The fourth direction we want to explore is the observed correlation between the type of question options and GPT-4’s accuracy, as noted in the previous section. We have observed that GPT-4 tends to perform better on fill-in-the-blank questions compared to multiple-choice questions. Our first objective is to verify if this trend persists with an increased number of questions. Secondly, we plan to investigate whether the higher accuracy in fill-in-the-blank questions is due to these types of questions being inherently easier in exams, considering the difficulty of the format. This will involve converting some of the single-choice questions where GPT-4 erred into the fill-in-the-blank format to see if the accuracy improves. If this trend continues, we intend to delve into understanding why this is the case, especially since it contradicts our initial expectations. For example, we want to test our hypothesis that the absence of predefined options in fill-in-the-blank questions might offer GPT-4 greater freedom to generate answers, possibly leading to enhanced performance. This aspect of our research could provide valuable insights into the mechanics of GPT-4’s reasoning and response generation.
Conclusions:
In conclusion, our project has offered an evaluation of GPT-4’s capabilities in processing and interpreting graphical data, utilizing a diverse array of standardized tests.

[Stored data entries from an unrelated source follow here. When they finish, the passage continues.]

impl CommandPlan {
    fn immediate() -> Self {
        Self {
            target: None,
            calls: Vec::new(),
            update: None,
            clears_fault: false,
        }
    }

    fn single(call: RobotCall) -> Self {
        Self {
            target: call.target.clone(),
            calls: vec![call],
            update: None,
            clears_fault: false,
        }
    }
}

/// `true` when `operation` is one [`translate`] knows.
pub fn supports(operation: &str) -> bool {
    SUPPORTED_OPERATIONS.contains(&operation)
}

/// Build the plan for DCSS `operation` with argument words `args`.
pub fn translate(operation: &str, args: &[String]) -> Result<CommandPlan, TranslateError> {
    match operation {
        "prepare_mount_crystal" | "prepare_dismount_crystal" | "prepare_mount_next_crystal" => {
            Ok(CommandPlan {
                target: None,
                calls: vec![RobotCall::new("prepare_for_mount")],
                update: Some("OK to prepare".to_string()),
                clears_fault: false,
            })
        }
        "mount_crystal" => {
            let port = parse_port(args, 0)?;
            Ok(CommandPlan::single(port_call("mount", port)))
        }
        "dismount_crystal" => {
            let port = parse_port(args, 0)?;
            Ok(CommandPlan::single(port_call("dismount", port)))
        }
        "mount_next_crystal" => {
            let current = parse_port(args, 0)?;
            let next = parse_port(args, 3)?;
            Ok(CommandPlan {
                target: Some(format!("{current} -> {next}")),
                calls: vec![port_call("dismount", current), port_call("mount", next)],
                update: None,
                clears_fault: false,
            })
        }
        "robot_calibrate" => calibrate(args),
        "robot_standby" => Ok(CommandPlan::immediate()),
        "robot_config" => robot_config(args),
        other => Err(TranslateError::UnsupportedOperation(other.to_string())),
    }
}

// ────────────────────────────────────────────────────────────────────────────
// Operations
// ────────────────────────────────────────────────────────────────────────────

fn calibrate(args: &[String]) -> Result<CommandPlan, TranslateError> {
    let target = args
        .first()
        .ok_or_else(|| TranslateError::BadArgument("robot_calibrate needs a target".into()))?;
    let target = match target.as_str() {
        "magnet_post" => "toolset",
        other => other,
    };
    let call = RobotCall::new("calibrate")
        .with_target(target)
        .with_params(json!({ "args": &args[1..] }));
    Ok(CommandPlan::single(call))
}

fn robot_config(args: &[String]) -> Result<CommandPlan, TranslateError> {
    let task = args
        .first()
        .ok_or_else(|| TranslateError::BadArgument("robot_config needs a task".into()))?;
    let rest = &args[1..];

    match task.as_str() {
        "clear" | "clear_all" => Ok(CommandPlan {
            clears_fault: true,
            ..CommandPlan::immediate()
        }),
        "hw_output_switch" => {
            let output: u32 = parse_number(rest, 0, "output")?;
            let target = match output {
                1 => "gripper",
                3 => "lid",
                13 => "dry_air",
                14 => "heater",
                other => {
                    return Err(TranslateError::NotImplemented(format!(
                        "hw_output_switch {other}"
                    )));
                }
            };
            Ok(CommandPlan::single(
                RobotCall::new("set_output")
                    .with_target(target)
                    .with_params(json!({ "value": "toggle" })),
            ))
        }
        "reset_cassette" => {
            let masks = [[true; PORTS_PER_POSITION]; 3];
            Ok(CommandPlan::single(mask_call("reset_ports", &masks, None)))
        }
        "set_index_state" => {
            let start: usize = parse_number(rest, 0, "start")?;
            let count: usize = parse_number(rest, 1, "count")?;
            let state = rest.get(2).map(String::as_str);
            let end = start
                .checked_add(count)
                .filter(|end| *end <= DEWAR_ELEMENTS)
                .ok_or_else(|| {
                    TranslateError::BadArgument(format!(
                        "index range {start}+{count} exceeds {DEWAR_ELEMENTS}"
                    ))
                })?;
            let mut masks = [[false; PORTS_PER_POSITION]; 3];
            for index in start..end {
                if let Some((position, port)) = flat_to_port(index) {
                    masks[position][port] = true;
                }
            }
            Ok(CommandPlan::single(mask_call("reset_ports", &masks, state)))
        }
        "set_port_state" => Err(TranslateError::NotImplemented("set_port_state".into())),
        "reset_mounted_counter" => Ok(CommandPlan::single(RobotCall::new("reset_mount_counters"))),
        "probe" => {
            if rest.len() != DEWAR_ELEMENTS {
                return Err(TranslateError::BadArgument(format!(
                    "probe expects {DEWAR_ELEMENTS} flags, got {}",
                    rest.len()
                )));
            }
            let mut masks = [[false; PORTS_PER_POSITION]; 3];
            for (index, word) in rest.iter().enumerate() {
                let flag: u32 = word
                    .parse()
                    .map_err(|_| TranslateError::BadArgument(format!("probe flag {word:?}")))?;
                if let Some((position, port)) = flat_to_port(index) {
                    masks[position][port] = flag != 0;
                }
            }
            Ok(CommandPlan::single(mask_call("probe", &masks, None)))
        }
        other => Err(TranslateError::UnsupportedTask(other.to_string())),
    }
}

// ────────────────────────────────────────────────────────────────────────────
// Argument helpers
// ────────────────────────────────────────────────────────────────────────────

/// Parse `<cassette> <row> <column>` starting at `args[at]`.
fn parse_port(args: &[String], at: usize) -> Result<SamplePort, TranslateError> {
    let word = |i: usize| {
        args.get(at + i)
            .map(String::as_str)
            .ok_or_else(|| TranslateError::BadArgument("missing port argument".into()))
    };

    let cassette = word(0)?;
    let position = Position::from_code(cassette)
        .ok_or_else(|| TranslateError::BadArgument(format!("cassette {cassette:?}")))?;

    let row_word = word(1)?;
    let row: u32 = row_word
        .parse()
        .ok()
        .filter(|row| *row > 0)
        .ok_or_else(|| TranslateError::BadArgument(format!("row {row_word:?}")))?;

    let column_word = word(2)?;
    let mut chars = column_word.chars();
    let column = match (chars.next(), chars.next()) {
        (Some(c), None) if c.is_ascii_alphabetic() => c.to_ascii_uppercase(),
        _ => return Err(TranslateError::BadArgument(format!("column {column_word:?}"))),
    };

    Ok(SamplePort {
        position,
        row,
        column,
    })
}

fn parse_number<T: std::str::FromStr>(
    args: &[String],
    at: usize,
    what: &str,
) -> Result<T, TranslateError> {
    let word = args
        .get(at)
        .ok_or_else(|| TranslateError::BadArgument(format!("missing {what}")))?;
    word.parse()
        .map_err(|_| TranslateError::BadArgument(format!("{what} {word:?}")))
}

/// Map a flat dewar index to `(position, port)`; `None` for holder elements.
fn flat_to_port(index: usize) -> Option<(usize, usize)> {
    let position = index / ELEMENTS_PER_POSITION;
    let offset = index % ELEMENTS_PER_POSITION;
    if position >= Position::ALL.len() || offset == 0 {
        return None;
    }
    Some((position, offset - 1))
}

While we observed a notable proficiency in tasks that rely heavily on domain knowledge and less cognitive complexity, the model demonstrated limitations in handling questions that require a deeper level of multimodal understanding and graphical analysis. We plan to work on the potential future directions we have identified – expanding our question database, refining the granularity of cognitive complexity analysis, experimenting with few-shot learning methods, and exploring the impact of question format on accuracy – to enhance our understanding of this topic.
AI Usage:
I utilize GPT-4 for grammar revisions and sentence refinement. The initial draft is my own work, and all ideas within it are generated by my group and me.